Work item.
The span to be transcribed begins with the line that contains "x = clip_stereo(x, self.settings.clipping);" and ends with the last line of the listing; copy it exactly and include nothing else.

Recorded information.
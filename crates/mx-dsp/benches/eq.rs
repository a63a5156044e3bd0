//! Track EQ benchmarks

use criterion::{Criterion, black_box, criterion_group, criterion_main};
use mx_core::StereoSample;
use mx_dsp::eq::{BandCv, N_BANDS, TrackEq};
use mx_dsp::filters::TrackFilters;

fn bench_track_eq_static(c: &mut Criterion) {
    let mut eq = TrackEq::new(48000.0);
    for band in eq.params_mut().bands.iter_mut() {
        band.gain_db = 6.0;
    }
    let cv = [BandCv::default(); N_BANDS];
    let input: Vec<f64> = (0..1024).map(|i| (i as f64 * 0.01).sin()).collect();

    c.bench_function("track_eq_stereo_1024", |b| {
        b.iter(|| {
            for &x in &input {
                black_box(eq.process(StereoSample::new(x, -x), true, &cv));
            }
        })
    });
}

fn bench_track_eq_cv_sweep(c: &mut Criterion) {
    let mut eq = TrackEq::new(48000.0);
    eq.params_mut().bands[1].gain_db = 12.0;
    let input: Vec<f64> = (0..1024).map(|i| (i as f64 * 0.01).sin()).collect();

    // Every sample moves the frequency CV, forcing a redesign
    c.bench_function("track_eq_cv_sweep_1024", |b| {
        b.iter(|| {
            for (i, &x) in input.iter().enumerate() {
                let mut cv = [BandCv::default(); N_BANDS];
                cv[1].freq = Some((i as f64 / 1024.0) * 4.0);
                black_box(eq.process(StereoSample::mono(x), false, &cv));
            }
        })
    });
}

fn bench_track_filters(c: &mut Criterion) {
    let mut filters = TrackFilters::new(48000.0);
    filters.set_hpf_cutoff(80.0);
    filters.set_lpf_cutoff(12000.0);
    let input: Vec<f64> = (0..1024).map(|i| (i as f64 * 0.01).sin()).collect();

    c.bench_function("track_filters_stereo_1024", |b| {
        b.iter(|| {
            for &x in &input {
                black_box(filters.process(StereoSample::new(x, x), true));
            }
        })
    });
}

criterion_group!(
    benches,
    bench_track_eq_static,
    bench_track_eq_cv_sweep,
    bench_track_filters
);
criterion_main!(benches);
//! Engine configuration
//!
//! Loaded from JSON. Every struct is `#[serde(default)]` so partial files
//! and files written by older versions load with defaults for the rest.

use serde::{Deserialize, Serialize};
use std::fs;
use std::path::Path;

use crate::{DecayRate, MxError, MxResult};

/// Largest supported eco stride
pub const MAX_ECO_STRIDE: usize = 64;

/// Top-level engine configuration
#[derive(Debug, Clone, PartialEq, Serialize, Deserialize)]
#[serde(default)]
pub struct EngineConfig {
    /// Sample rate (Hz)
    pub sample_rate: f64,
    /// Samples between slow-parameter updates (1 = every sample)
    pub eco_stride: usize,
    /// Spectrum analyzer settings
    pub spectrum: SpectrumSettings,
}

impl Default for EngineConfig {
    fn default() -> Self {
        Self {
            sample_rate: 48000.0,
            eco_stride: 4,
            spectrum: SpectrumSettings::default(),
        }
    }
}

/// Spectrum analyzer settings
#[derive(Debug, Clone, PartialEq, Serialize, Deserialize)]
#[serde(default)]
pub struct SpectrumSettings {
    /// FFT page size (power of two)
    pub fft_size: usize,
    /// Display width in pixels
    pub display_width: usize,
    /// Lowest displayed frequency (Hz)
    pub min_freq: f64,
    /// Highest displayed frequency (Hz)
    pub max_freq: f64,
    /// Initial decay speed
    pub decay: DecayRate,
}

impl Default for SpectrumSettings {
    fn default() -> Self {
        Self {
            fft_size: 2048,
            display_width: 512,
            min_freq: 20.0,
            max_freq: 22000.0,
            decay: DecayRate::Medium,
        }
    }
}

impl EngineConfig {
    /// Parse and validate
    pub fn from_json_str(json: &str) -> MxResult<Self> {
        let config: Self = serde_json::from_str(json)?;
        config.validate()?;
        Ok(config)
    }

    /// Load from a JSON file
    pub fn load<P: AsRef<Path>>(path: P) -> MxResult<Self> {
        let content = fs::read_to_string(path.as_ref())?;
        let config = Self::from_json_str(&content)?;
        log::info!(
            "Loaded engine config from {} ({} Hz, eco stride {})",
            path.as_ref().display(),
            config.sample_rate,
            config.eco_stride
        );
        Ok(config)
    }

    /// Save as pretty JSON
    pub fn save<P: AsRef<Path>>(&self, path: P) -> MxResult<()> {
        if let Some(parent) = path.as_ref().parent() {
            fs::create_dir_all(parent)?;
        }
        let json = serde_json::to_string_pretty(self)?;
        fs::write(path, json)?;
        Ok(())
    }

    pub fn validate(&self) -> MxResult<()> {
        if !self.sample_rate.is_finite() || !(8000.0..=768_000.0).contains(&self.sample_rate) {
            log::warn!("Rejecting sample rate {}", self.sample_rate);
            return Err(MxError::InvalidSampleRate(self.sample_rate.max(0.0) as u32));
        }
        if self.eco_stride == 0 || self.eco_stride > MAX_ECO_STRIDE {
            return Err(MxError::Config(format!(
                "eco_stride must be 1..={MAX_ECO_STRIDE}, got {}",
                self.eco_stride
            )));
        }
        self.spectrum.validate()
    }

    #[inline]
    pub fn sample_time(&self) -> f64 {
        1.0 / self.sample_rate
    }
}

impl SpectrumSettings {
    pub fn validate(&self) -> MxResult<()> {
        if !self.fft_size.is_power_of_two() || !(256..=16384).contains(&self.fft_size) {
            return Err(MxError::Config(format!(
                "spectrum.fft_size must be a power of two in 256..=16384, got {}",
                self.fft_size
            )));
        }
        if self.display_width == 0 {
            return Err(MxError::Config("spectrum.display_width must be non-zero".into()));
        }
        if !(self.min_freq > 0.0 && self.max_freq > self.min_freq) {
            return Err(MxError::Config(format!(
                "spectrum frequency range {}..{} is empty",
                self.min_freq, self.max_freq
            )));
        }
        Ok(())
    }
}
//! Master bus
//!
//! mix + chain input → fader/dim/mono matrix → mute fade → DC blocker →
//! clipper → VU. The output always goes through the clipper.

use mx_core::{clamp20v, db_to_linear, linear_to_db, ClipMode, StereoSample, MAX_VOLTAGE};
use mx_dsp::clip::clip_stereo;
use mx_dsp::fade::FadeGain;
use mx_dsp::filters::OnePoleHpf;
use mx_dsp::metering::VuMeter;
use mx_dsp::pan_law::{fader_gain, GainMatrix, MAX_FADER};
use mx_dsp::smoothing::{SlewLimiter, SlewLimiter4};
use mx_dsp::{MonoProcessor, Processor};

use crate::global_info::GlobalInfo;
use crate::refresh::RefreshTick;
use crate::strip::{FadeSettings, CV_GATE_THRESHOLD};

/// Default dim level (-20 dB)
pub const DEFAULT_DIM_GAIN: f64 = 0.1;

#[derive(Debug, Clone, Copy, PartialEq)]
pub struct MasterControls {
    pub fader: f64,
    pub mute: bool,
    pub dim: bool,
    pub mono: bool,
}

impl Default for MasterControls {
    fn default() -> Self {
        Self {
            fader: 1.0,
            mute: false,
            dim: false,
            mono: false,
        }
    }
}

#[derive(Debug, Clone, Copy, PartialEq)]
pub struct MasterSettings {
    pub fade: FadeSettings,
    /// Linear; applied rounded to the nearest dB
    pub dim_gain: f64,
    pub dc_block: bool,
    pub clipping: ClipMode,
}

impl Default for MasterSettings {
    fn default() -> Self {
        Self {
            fade: FadeSettings::default(),
            dim_gain: DEFAULT_DIM_GAIN,
            dc_block: true,
            clipping: ClipMode::Soft,
        }
    }
}

/// Host inputs of the master for one sample
#[derive(Debug, Clone, Copy, Default, PartialEq)]
pub struct MasterInput {
    pub vol_cv: Option<f64>,
    pub mute_cv: Option<f64>,
    /// Mix from a chained mixer
    pub chain: Option<StereoSample>,
}

#[derive(Debug, Clone)]
pub struct Master {
    pub controls: MasterControls,
    pub settings: MasterSettings,
    matrix_slew: SlewLimiter4,
    gate_slew: SlewLimiter,
    chain_slew: SlewLimiter,
    fade: FadeGain,
    dc_blockers: [OnePoleHpf; 2],
    vu: VuMeter,
    dim_cache: Option<(i32, f64)>,
    matrix_target: GainMatrix,
    gate_target: f64,
    output: StereoSample,
    primed: bool,
}

impl Master {
    pub fn new(sample_rate: f64) -> Self {
        Self {
            controls: MasterControls::default(),
            settings: MasterSettings::default(),
            matrix_slew: SlewLimiter4::slow(),
            gate_slew: SlewLimiter::fast(),
            chain_slew: SlewLimiter::fast(),
            fade: FadeGain::new(),
            dc_blockers: [OnePoleHpf::dc_blocker(sample_rate), OnePoleHpf::dc_blocker(sample_rate)],
            vu: VuMeter::new(sample_rate),
            dim_cache: None,
            matrix_target: GainMatrix::UNITY,
            gate_target: 1.0,
            output: StereoSample::ZERO,
            primed: false,
        }
    }

    pub fn reset(&mut self) {
        self.controls = MasterControls::default();
        self.settings = MasterSettings::default();
        self.clear_runtime();
    }

    pub fn clear_runtime(&mut self) {
        self.matrix_slew.reset();
        self.gate_slew.reset();
        self.chain_slew.reset();
        self.fade.reset();
        for dc in self.dc_blockers.iter_mut() {
            dc.reset();
        }
        self.vu.reset();
        self.dim_cache = None;
        self.matrix_target = GainMatrix::UNITY;
        self.gate_target = 1.0;
        self.output = StereoSample::ZERO;
        self.primed = false;
    }

    /// Dim gain rounded to whole dB, recomputed only when the dB value moves
    fn dim_linear(&mut self) -> f64 {
        let db = linear_to_db(self.settings.dim_gain.clamp(0.0, 1.0)).max(-120.0).round() as i32;
        match self.dim_cache {
            Some((cached, lin)) if cached == db => lin,
            _ => {
                let lin = db_to_linear(db as f64);
                self.dim_cache = Some((db, lin));
                lin
            }
        }
    }

    fn effective_fader(&self, input: &MasterInput) -> f64 {
        let fader = if self.controls.fader.is_finite() { self.controls.fader.clamp(0.0, MAX_FADER) } else { 0.0 };
        match input.vol_cv {
            Some(v) => fader * (clamp20v(v) / MAX_VOLTAGE).clamp(0.0, 1.0),
            None => fader,
        }
    }

    pub fn process(
        &mut self,
        mix: StereoSample,
        input: &MasterInput,
        gi: &GlobalInfo,
        tick: &RefreshTick,
        sample_time: f64,
    ) -> StereoSample {
        let chain_gain = self
            .chain_slew
            .process(sample_time, if input.chain.is_some() { 1.0 } else { 0.0 });
        let chain = input.chain.map_or(StereoSample::ZERO, StereoSample::sanitized);
        let mix = mix + chain * chain_gain;

        if tick.eco || !self.primed {
            let mut gain = fader_gain(self.effective_fader(input));
            if self.controls.dim {
                gain *= self.dim_linear();
            }
            let shape = if self.controls.mono { GainMatrix::MONO } else { GainMatrix::UNITY };
            self.matrix_target = shape.scaled(gain);

            let mute = self.controls.mute || input.mute_cv.is_some_and(|v| v > CV_GATE_THRESHOLD);
            let dt = if self.primed { tick.eco_dt(sample_time) } else { sample_time };
            self.gate_target = self.fade.process(
                if mute { 0.0 } else { 1.0 },
                self.settings.fade.rate,
                self.settings.fade.profile,
                gi.symmetrical_fade,
                dt,
            );
            if !self.primed {
                self.matrix_slew.set(self.matrix_target);
                self.gate_slew.set(self.gate_target);
                self.primed = true;
            }
        }

        let matrix = self.matrix_slew.process(sample_time, self.matrix_target);
        let mut x = matrix.apply(mix) * self.gate_slew.process(sample_time, self.gate_target);

        if self.settings.dc_block {
            x = StereoSample::new(
                self.dc_blockers[0].process_sample(x.left),
                self.dc_blockers[1].process_sample(x.right),
            );
        }
        x = clip_stereo(x, self.settings.clipping);

        if gi.cloaked {
            self.vu.reset();
        } else {
            self.vu.process(x);
        }
        self.output = x;
        x
    }

    #[inline]
    pub fn output(&self) -> StereoSample {
        self.output
    }

    #[inline]
    pub fn vu(&self) -> &VuMeter {
        &self.vu
    }
}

Your response.
        x = clip_stereo(x, self.settings.clipping);

        if gi.cloaked {
            self.vu.reset();
        } else {
            self.vu.process(x);
        }
        self.output = x;
        x
    }

    #[inline]
    pub fn output(&self) -> StereoSample {
        self.output
    }

    #[inline]
    pub fn vu(&self) -> &VuMeter {
        &self.vu
    }
}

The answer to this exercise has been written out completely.